Goal of the exercise — Please look for the string "ProviderError" below and report every line in which it occurs.

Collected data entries
--- START ---
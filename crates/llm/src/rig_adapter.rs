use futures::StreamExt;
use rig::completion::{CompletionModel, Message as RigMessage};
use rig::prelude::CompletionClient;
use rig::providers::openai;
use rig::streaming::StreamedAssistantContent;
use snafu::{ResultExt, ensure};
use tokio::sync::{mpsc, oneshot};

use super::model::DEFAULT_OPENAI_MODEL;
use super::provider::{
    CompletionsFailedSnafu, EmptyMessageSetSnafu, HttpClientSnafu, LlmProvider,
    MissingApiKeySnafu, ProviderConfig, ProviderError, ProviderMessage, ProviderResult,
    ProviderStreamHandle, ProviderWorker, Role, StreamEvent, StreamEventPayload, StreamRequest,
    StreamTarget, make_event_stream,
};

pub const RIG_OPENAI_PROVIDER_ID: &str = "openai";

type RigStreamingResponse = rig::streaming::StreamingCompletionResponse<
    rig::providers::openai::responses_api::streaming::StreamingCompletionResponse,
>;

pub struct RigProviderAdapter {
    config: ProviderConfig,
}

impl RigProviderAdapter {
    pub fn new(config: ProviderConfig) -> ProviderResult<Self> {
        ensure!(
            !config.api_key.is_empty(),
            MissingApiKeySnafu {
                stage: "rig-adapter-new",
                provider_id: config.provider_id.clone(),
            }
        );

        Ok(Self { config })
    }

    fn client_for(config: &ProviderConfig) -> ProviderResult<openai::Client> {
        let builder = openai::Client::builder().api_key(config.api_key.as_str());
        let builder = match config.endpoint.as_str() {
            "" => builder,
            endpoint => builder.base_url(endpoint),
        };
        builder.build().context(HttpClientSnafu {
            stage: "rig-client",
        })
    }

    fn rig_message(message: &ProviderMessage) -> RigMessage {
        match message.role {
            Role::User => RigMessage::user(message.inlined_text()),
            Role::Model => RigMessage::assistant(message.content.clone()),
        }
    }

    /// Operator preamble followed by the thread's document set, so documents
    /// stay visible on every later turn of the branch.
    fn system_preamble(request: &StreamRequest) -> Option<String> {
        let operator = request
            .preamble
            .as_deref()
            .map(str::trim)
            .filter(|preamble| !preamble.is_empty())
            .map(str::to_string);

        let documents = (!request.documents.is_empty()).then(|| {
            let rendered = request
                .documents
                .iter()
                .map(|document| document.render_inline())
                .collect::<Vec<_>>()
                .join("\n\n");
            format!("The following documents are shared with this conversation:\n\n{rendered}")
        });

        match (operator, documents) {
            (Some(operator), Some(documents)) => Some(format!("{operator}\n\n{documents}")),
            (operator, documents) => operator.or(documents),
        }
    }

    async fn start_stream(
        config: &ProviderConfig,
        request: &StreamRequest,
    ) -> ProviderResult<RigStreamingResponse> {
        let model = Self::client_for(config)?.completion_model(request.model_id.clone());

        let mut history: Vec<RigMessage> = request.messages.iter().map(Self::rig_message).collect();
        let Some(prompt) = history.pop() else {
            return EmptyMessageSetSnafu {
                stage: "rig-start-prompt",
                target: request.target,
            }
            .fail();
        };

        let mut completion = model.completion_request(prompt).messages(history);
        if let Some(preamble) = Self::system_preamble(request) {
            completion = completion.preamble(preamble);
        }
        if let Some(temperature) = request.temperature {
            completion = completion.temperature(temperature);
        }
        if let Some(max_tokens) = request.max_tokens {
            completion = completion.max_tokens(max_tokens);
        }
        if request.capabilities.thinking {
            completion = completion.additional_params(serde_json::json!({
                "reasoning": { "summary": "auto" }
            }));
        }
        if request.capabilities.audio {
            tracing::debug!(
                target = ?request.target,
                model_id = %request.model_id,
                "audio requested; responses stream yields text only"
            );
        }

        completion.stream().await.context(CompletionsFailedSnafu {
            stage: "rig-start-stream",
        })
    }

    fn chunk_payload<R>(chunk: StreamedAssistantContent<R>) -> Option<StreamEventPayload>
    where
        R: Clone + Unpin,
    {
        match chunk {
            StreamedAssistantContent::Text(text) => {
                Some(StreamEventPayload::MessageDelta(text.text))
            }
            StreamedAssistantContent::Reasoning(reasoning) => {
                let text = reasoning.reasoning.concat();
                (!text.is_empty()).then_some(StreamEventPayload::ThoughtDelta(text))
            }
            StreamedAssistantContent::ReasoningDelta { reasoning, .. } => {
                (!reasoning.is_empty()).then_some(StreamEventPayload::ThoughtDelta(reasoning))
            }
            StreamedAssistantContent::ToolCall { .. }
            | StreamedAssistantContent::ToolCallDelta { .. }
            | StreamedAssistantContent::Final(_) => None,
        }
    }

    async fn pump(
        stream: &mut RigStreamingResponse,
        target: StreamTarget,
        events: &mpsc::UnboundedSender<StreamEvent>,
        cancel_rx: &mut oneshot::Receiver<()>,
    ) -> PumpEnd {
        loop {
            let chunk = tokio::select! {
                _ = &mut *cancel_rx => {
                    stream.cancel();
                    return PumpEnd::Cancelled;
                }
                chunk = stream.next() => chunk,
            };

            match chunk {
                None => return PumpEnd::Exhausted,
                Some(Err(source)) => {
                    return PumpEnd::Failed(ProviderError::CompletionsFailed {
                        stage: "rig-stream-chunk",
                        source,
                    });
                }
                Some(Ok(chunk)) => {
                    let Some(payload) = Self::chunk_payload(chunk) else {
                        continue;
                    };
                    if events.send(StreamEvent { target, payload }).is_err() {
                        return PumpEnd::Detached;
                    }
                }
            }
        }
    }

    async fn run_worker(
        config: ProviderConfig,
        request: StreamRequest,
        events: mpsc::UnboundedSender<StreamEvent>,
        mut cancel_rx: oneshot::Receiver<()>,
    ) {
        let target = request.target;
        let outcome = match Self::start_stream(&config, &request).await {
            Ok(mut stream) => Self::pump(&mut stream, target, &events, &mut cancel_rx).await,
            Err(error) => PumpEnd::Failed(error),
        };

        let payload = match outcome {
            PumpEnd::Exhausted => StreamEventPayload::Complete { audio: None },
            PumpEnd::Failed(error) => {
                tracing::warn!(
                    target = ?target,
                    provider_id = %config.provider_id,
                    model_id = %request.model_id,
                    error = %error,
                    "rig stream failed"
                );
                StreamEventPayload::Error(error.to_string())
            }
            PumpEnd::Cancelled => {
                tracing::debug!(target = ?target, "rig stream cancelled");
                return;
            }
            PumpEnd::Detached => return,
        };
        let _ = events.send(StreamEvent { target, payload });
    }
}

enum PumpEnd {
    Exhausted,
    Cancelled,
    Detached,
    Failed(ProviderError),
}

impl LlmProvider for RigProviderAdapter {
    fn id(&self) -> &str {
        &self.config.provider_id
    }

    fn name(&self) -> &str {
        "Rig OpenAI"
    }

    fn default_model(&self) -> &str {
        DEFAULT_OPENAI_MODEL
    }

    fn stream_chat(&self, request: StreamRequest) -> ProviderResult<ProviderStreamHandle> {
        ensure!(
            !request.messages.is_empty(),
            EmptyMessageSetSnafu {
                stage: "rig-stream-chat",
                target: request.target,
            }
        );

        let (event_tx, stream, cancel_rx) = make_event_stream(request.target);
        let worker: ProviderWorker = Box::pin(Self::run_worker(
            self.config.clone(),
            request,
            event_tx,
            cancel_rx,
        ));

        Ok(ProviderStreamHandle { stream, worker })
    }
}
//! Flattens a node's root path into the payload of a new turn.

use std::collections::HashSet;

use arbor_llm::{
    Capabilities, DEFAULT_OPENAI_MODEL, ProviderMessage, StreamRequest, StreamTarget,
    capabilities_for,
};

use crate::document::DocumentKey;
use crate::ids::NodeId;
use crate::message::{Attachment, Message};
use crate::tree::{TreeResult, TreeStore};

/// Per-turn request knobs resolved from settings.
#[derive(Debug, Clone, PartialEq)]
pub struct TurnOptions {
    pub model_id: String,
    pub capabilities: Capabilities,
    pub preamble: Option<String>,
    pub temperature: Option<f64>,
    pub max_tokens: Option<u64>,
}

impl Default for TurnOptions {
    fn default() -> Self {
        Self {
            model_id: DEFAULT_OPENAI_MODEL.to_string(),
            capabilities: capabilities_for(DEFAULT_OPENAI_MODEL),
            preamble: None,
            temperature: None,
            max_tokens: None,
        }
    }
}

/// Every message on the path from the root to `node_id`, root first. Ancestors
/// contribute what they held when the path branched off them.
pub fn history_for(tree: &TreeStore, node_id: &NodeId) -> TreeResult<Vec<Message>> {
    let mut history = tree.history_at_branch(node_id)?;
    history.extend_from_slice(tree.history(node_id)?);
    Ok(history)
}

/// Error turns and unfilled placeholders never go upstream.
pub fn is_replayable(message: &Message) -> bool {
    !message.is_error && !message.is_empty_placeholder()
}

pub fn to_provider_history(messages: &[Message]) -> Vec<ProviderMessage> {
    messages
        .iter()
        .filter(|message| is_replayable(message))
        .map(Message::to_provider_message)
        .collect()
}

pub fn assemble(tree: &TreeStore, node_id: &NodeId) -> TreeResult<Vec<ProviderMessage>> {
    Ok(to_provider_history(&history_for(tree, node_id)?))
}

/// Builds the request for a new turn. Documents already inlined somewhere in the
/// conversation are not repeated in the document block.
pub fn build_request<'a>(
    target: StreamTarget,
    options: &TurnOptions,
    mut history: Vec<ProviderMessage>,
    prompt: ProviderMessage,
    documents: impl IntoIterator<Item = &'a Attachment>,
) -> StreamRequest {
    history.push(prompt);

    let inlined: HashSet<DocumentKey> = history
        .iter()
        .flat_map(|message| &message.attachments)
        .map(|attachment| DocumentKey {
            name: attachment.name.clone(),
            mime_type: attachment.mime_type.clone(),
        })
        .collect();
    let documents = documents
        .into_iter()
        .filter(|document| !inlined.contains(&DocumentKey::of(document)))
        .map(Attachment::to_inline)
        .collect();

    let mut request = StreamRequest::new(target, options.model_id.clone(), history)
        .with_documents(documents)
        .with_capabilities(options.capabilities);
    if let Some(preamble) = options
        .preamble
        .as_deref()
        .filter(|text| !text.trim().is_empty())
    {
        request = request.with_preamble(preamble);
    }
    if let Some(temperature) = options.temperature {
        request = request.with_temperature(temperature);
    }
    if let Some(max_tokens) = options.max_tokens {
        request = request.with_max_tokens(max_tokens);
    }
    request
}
--- END ---
Solved exercise —
    MissingApiKeySnafu, ProviderConfig, ProviderError, ProviderMessage, ProviderResult,
                    return PumpEnd::Failed(ProviderError::CompletionsFailed {
    Failed(ProviderError),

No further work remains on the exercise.